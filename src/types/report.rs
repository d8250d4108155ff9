//! Merge statistics as accumulated during a merge and reported at its end.

use std::time::Duration;

use serde::{Deserialize, Serialize};

use super::state::{MergeFailureCode, UpdateState};

/// COW space usage of the update being merged.
#[derive(Debug, Clone, Copy, PartialEq, Eq, Default, Serialize, Deserialize)]
#[serde(default)]
pub struct CowUsage {
    /// Bytes actually used by COW images.
    pub cow_file_size: u64,
    /// Bytes allocated for COW devices in total.
    pub total_cow_size_bytes: u64,
    /// Bytes the payload estimated it would need.
    pub estimated_cow_size_bytes: u64,
}

/// Snapshot features the update was applied with.
#[derive(Debug, Clone, Copy, PartialEq, Eq, Default, Serialize, Deserialize)]
#[serde(default)]
pub struct MergeFeatures {
    pub compression_enabled: bool,
    pub userspace_snapshots_used: bool,
    pub xor_compression_used: bool,
    pub iouring_used: bool,
}

/// The accumulated record of one merge.
///
/// This is also the on-disk format of the durable stats file, so every field
/// defaults when absent to keep older files loadable.
#[derive(Debug, Clone, PartialEq, Eq, Serialize, Deserialize)]
#[serde(default)]
pub struct MergeStatsReport {
    pub state: UpdateState,

    /// How many times the merge was resumed after an interruption.
    pub resume_count: u32,

    #[serde(flatten)]
    pub cow: CowUsage,

    #[serde(flatten)]
    pub features: MergeFeatures,

    pub merge_failure_code: MergeFailureCode,

    pub source_build_fingerprint: String,

    /// Milliseconds since boot at which boot was observed complete.
    pub boot_complete_time_ms: u64,

    /// Milliseconds from boot completion to merge initiation.
    pub boot_complete_to_merge_start_time_ms: u64,
}

impl Default for MergeStatsReport {
    fn default() -> Self {
        MergeStatsReport {
            state: UpdateState::None,
            resume_count: 0,
            cow: CowUsage::default(),
            features: MergeFeatures::default(),
            merge_failure_code: MergeFailureCode::OK,
            source_build_fingerprint: String::new(),
            boot_complete_time_ms: 0,
            boot_complete_to_merge_start_time_ms: 0,
        }
    }
}

/// The immutable result of finishing a stats recorder.
#[derive(Debug, Clone, PartialEq, Eq)]
pub struct MergeStatsResult {
    pub report: MergeStatsReport,

    /// Wall time spent merging, across resumptions.
    pub merge_time: Duration,
}

impl MergeStatsResult {
    pub fn new(report: MergeStatsReport, merge_time: Duration) -> Self {
        MergeStatsResult { report, merge_time }
    }
}
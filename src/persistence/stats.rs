//! File-backed merge statistics.
//!
//! # Atomic Writes
//!
//! The stats file is written with write-to-temp-then-rename:
//! 1. Write to `<path>.tmp`
//! 2. fsync the temp file
//! 3. Rename to `<path>`
//! 4. fsync the directory
//!
//! Readers therefore see either the previous or the new record, never a
//! partial one.
//!
//! # Resumption
//!
//! Merge time is measured on the monotonic clock, which restarts at every
//! boot. The file carries the merge time accumulated by earlier boots, and
//! each boot adds the time since its own `start`.

use std::fs::OpenOptions;
use std::io::{self, Write};
use std::path::{Path, PathBuf};
use std::sync::{Arc, Mutex, MutexGuard};
use std::time::Duration;

use serde::{Deserialize, Serialize};
use tracing::{debug, info, warn};

use super::fsync::{fsync_file, fsync_parent};
use crate::clock::Clock;
use crate::services::{MergeStatsRecorder, StatsError};
use crate::types::{
    CowUsage, MergeFailureCode, MergeFeatures, MergeStatsReport, MergeStatsResult, UpdateState,
};

/// Current schema version. Increment when making breaking changes.
pub const SCHEMA_VERSION: u32 = 1;

/// Name of the stats file inside the metadata directory.
pub const STATS_FILE_NAME: &str = "merge_stats.json";

/// Result type for stats persistence.
pub type Result<T> = std::result::Result<T, StatsError>;

/// The on-disk record of a running merge.
#[derive(Debug, Clone, PartialEq, Eq, Serialize, Deserialize)]
pub struct PersistedMergeStats {
    /// Schema version for forward-compatible migrations.
    pub schema_version: u32,

    pub report: MergeStatsReport,

    /// Merge time accumulated up to the write, in milliseconds.
    pub merge_time_ms: u64,
}

impl PersistedMergeStats {
    pub fn new(report: MergeStatsReport, merge_time: Duration) -> Self {
        PersistedMergeStats {
            schema_version: SCHEMA_VERSION,
            report,
            merge_time_ms: duration_ms(merge_time),
        }
    }

    pub fn merge_time(&self) -> Duration {
        Duration::from_millis(self.merge_time_ms)
    }
}

/// Saves `stats` atomically to `path`, creating parent directories.
///
/// # Errors
///
/// Returns an error if any IO operation fails.
pub fn save_stats_atomic(path: &Path, stats: &PersistedMergeStats) -> Result<()> {
    if let Some(parent) = path.parent() {
        std::fs::create_dir_all(parent)?;
    }

    let tmp_path = path.with_extension("json.tmp");
    let bytes = serde_json::to_vec_pretty(stats)?;

    {
        let mut file = OpenOptions::new()
            .write(true)
            .create(true)
            .truncate(true)
            .open(&tmp_path)?;
        file.write_all(&bytes)?;
        fsync_file(&file)?;
    }

    std::fs::rename(&tmp_path, path)?;
    fsync_parent(path)?;

    Ok(())
}

/// Loads the stats file at `path`.
///
/// # Errors
///
/// Returns an error if the file cannot be read, is malformed, or was written
/// with another schema version.
pub fn load_stats(path: &Path) -> Result<PersistedMergeStats> {
    let bytes = std::fs::read(path)?;
    let stats: PersistedMergeStats = serde_json::from_slice(&bytes)?;

    if stats.schema_version != SCHEMA_VERSION {
        return Err(StatsError::SchemaMismatch {
            expected: SCHEMA_VERSION,
            got: stats.schema_version,
        });
    }

    Ok(stats)
}

/// Loads the stats file, returning None if it doesn't exist.
pub fn try_load_stats(path: &Path) -> Result<Option<PersistedMergeStats>> {
    match load_stats(path) {
        Ok(stats) => Ok(Some(stats)),
        Err(StatsError::Io(e)) if e.kind() == io::ErrorKind::NotFound => Ok(None),
        Err(e) => Err(e),
    }
}

/// Removes the stats file. Returns false if there was none.
pub fn remove_stats(path: &Path) -> Result<bool> {
    match std::fs::remove_file(path) {
        Ok(()) => {
            fsync_parent(path)?;
            Ok(true)
        }
        Err(e) if e.kind() == io::ErrorKind::NotFound => Ok(false),
        Err(e) => Err(e.into()),
    }
}

#[derive(Debug, Clone, Copy)]
struct Session {
    /// Merge time accumulated by earlier boots.
    carried: Duration,
    /// Clock reading at this boot's `start`.
    started_at: Duration,
}

#[derive(Debug, Default)]
struct RecorderState {
    report: MergeStatsReport,
    session: Option<Session>,
}

/// A [`MergeStatsRecorder`] that survives reboots.
///
/// `start` picks up a stats file left by an interrupted merge and counts the
/// resumption. `finish` deletes the file.
pub struct FileMergeStatsRecorder {
    path: PathBuf,
    clock: Arc<dyn Clock>,
    state: Mutex<RecorderState>,
}

impl FileMergeStatsRecorder {
    /// Creates a recorder persisting to `path`.
    pub fn new(path: impl Into<PathBuf>, clock: Arc<dyn Clock>) -> Self {
        FileMergeStatsRecorder {
            path: path.into(),
            clock,
            state: Mutex::new(RecorderState::default()),
        }
    }

    /// Creates a recorder persisting to [`STATS_FILE_NAME`] inside `dir`.
    pub fn in_dir(dir: &Path, clock: Arc<dyn Clock>) -> Self {
        Self::new(dir.join(STATS_FILE_NAME), clock)
    }

    pub fn path(&self) -> &Path {
        &self.path
    }

    /// The report accumulated so far.
    pub fn report(&self) -> MergeStatsReport {
        self.state().report.clone()
    }

    pub fn is_started(&self) -> bool {
        self.state().session.is_some()
    }

    fn state(&self) -> MutexGuard<'_, RecorderState> {
        self.state.lock().unwrap_or_else(|e| e.into_inner())
    }

    fn elapsed(&self, session: Session) -> Duration {
        session.carried + self.clock.now().saturating_sub(session.started_at)
    }

    fn persist(&self, state: &RecorderState, session: Session) -> Result<()> {
        let persisted = PersistedMergeStats::new(state.report.clone(), self.elapsed(session));
        save_stats_atomic(&self.path, &persisted)
    }

    fn load_previous(&self) -> Result<Option<PersistedMergeStats>> {
        match try_load_stats(&self.path) {
            Ok(previous) => Ok(previous),
            Err(e @ (StatsError::Json(_) | StatsError::SchemaMismatch { .. })) => {
                warn!(path = %self.path.display(), error = %e, "Discarding unreadable merge stats");
                Ok(None)
            }
            Err(e) => Err(e),
        }
    }
}

impl MergeStatsRecorder for FileMergeStatsRecorder {
    fn start(&self) -> Result<()> {
        let mut state = self.state();
        if state.session.is_some() {
            debug!("Merge stats already recording");
            return Ok(());
        }

        let session = match self.load_previous()? {
            Some(previous) => {
                let carried = previous.merge_time();
                state.report = previous.report;
                state.report.resume_count += 1;
                info!(
                    resume_count = state.report.resume_count,
                    merge_time_ms = duration_ms(carried),
                    "Resuming merge stats"
                );
                Session {
                    carried,
                    started_at: self.clock.now(),
                }
            }
            None => {
                state.report.resume_count = 0;
                Session {
                    carried: Duration::ZERO,
                    started_at: self.clock.now(),
                }
            }
        };
        state.session = Some(session);
        self.persist(&state, session)
    }

    fn set_state(&self, update_state: UpdateState) {
        self.state().report.state = update_state;
    }

    fn set_boot_complete_time_ms(&self, ms: u64) {
        self.state().report.boot_complete_time_ms = ms;
    }

    fn boot_complete_time_ms(&self) -> u64 {
        self.state().report.boot_complete_time_ms
    }

    fn set_boot_complete_to_merge_start_time_ms(&self, ms: u64) {
        self.state().report.boot_complete_to_merge_start_time_ms = ms;
    }

    fn set_source_build_fingerprint(&self, fingerprint: &str) {
        self.state().report.source_build_fingerprint = fingerprint.to_string();
    }

    fn set_merge_failure_code(&self, code: MergeFailureCode) {
        self.state().report.merge_failure_code = code;
    }

    fn set_cow_usage(&self, usage: CowUsage) {
        self.state().report.cow = usage;
    }

    fn set_features(&self, features: MergeFeatures) {
        self.state().report.features = features;
    }

    fn write_state(&self) -> Result<()> {
        let state = self.state();
        let session = state.session.ok_or(StatsError::NotStarted)?;
        self.persist(&state, session)
    }

    fn finish(&self) -> Result<MergeStatsResult> {
        let mut state = self.state();
        let session = state.session.take().ok_or(StatsError::NotStarted)?;
        let merge_time = self.elapsed(session);

        if let Err(e) = remove_stats(&self.path) {
            warn!(path = %self.path.display(), error = %e, "Failed to remove merge stats file");
        }

        let report = std::mem::take(&mut state.report);
        Ok(MergeStatsResult::new(report, merge_time))
    }
}

fn duration_ms(d: Duration) -> u64 {
    u64::try_from(d.as_millis()).unwrap_or(u64::MAX)
}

▶ **Requirement**
Word for word, restate the line with "if let Err(e)" and all remaining lines of the material, stopping only at the final line.

▶ **Solution to this task**
        if let Err(e) = remove_stats(&self.path) {
            warn!(path = %self.path.display(), error = %e, "Failed to remove merge stats file");
        }

        let report = std::mem::take(&mut state.report);
        Ok(MergeStatsResult::new(report, merge_time))
    }
}

fn duration_ms(d: Duration) -> u64 {
    u64::try_from(d.as_millis()).unwrap_or(u64::MAX)
}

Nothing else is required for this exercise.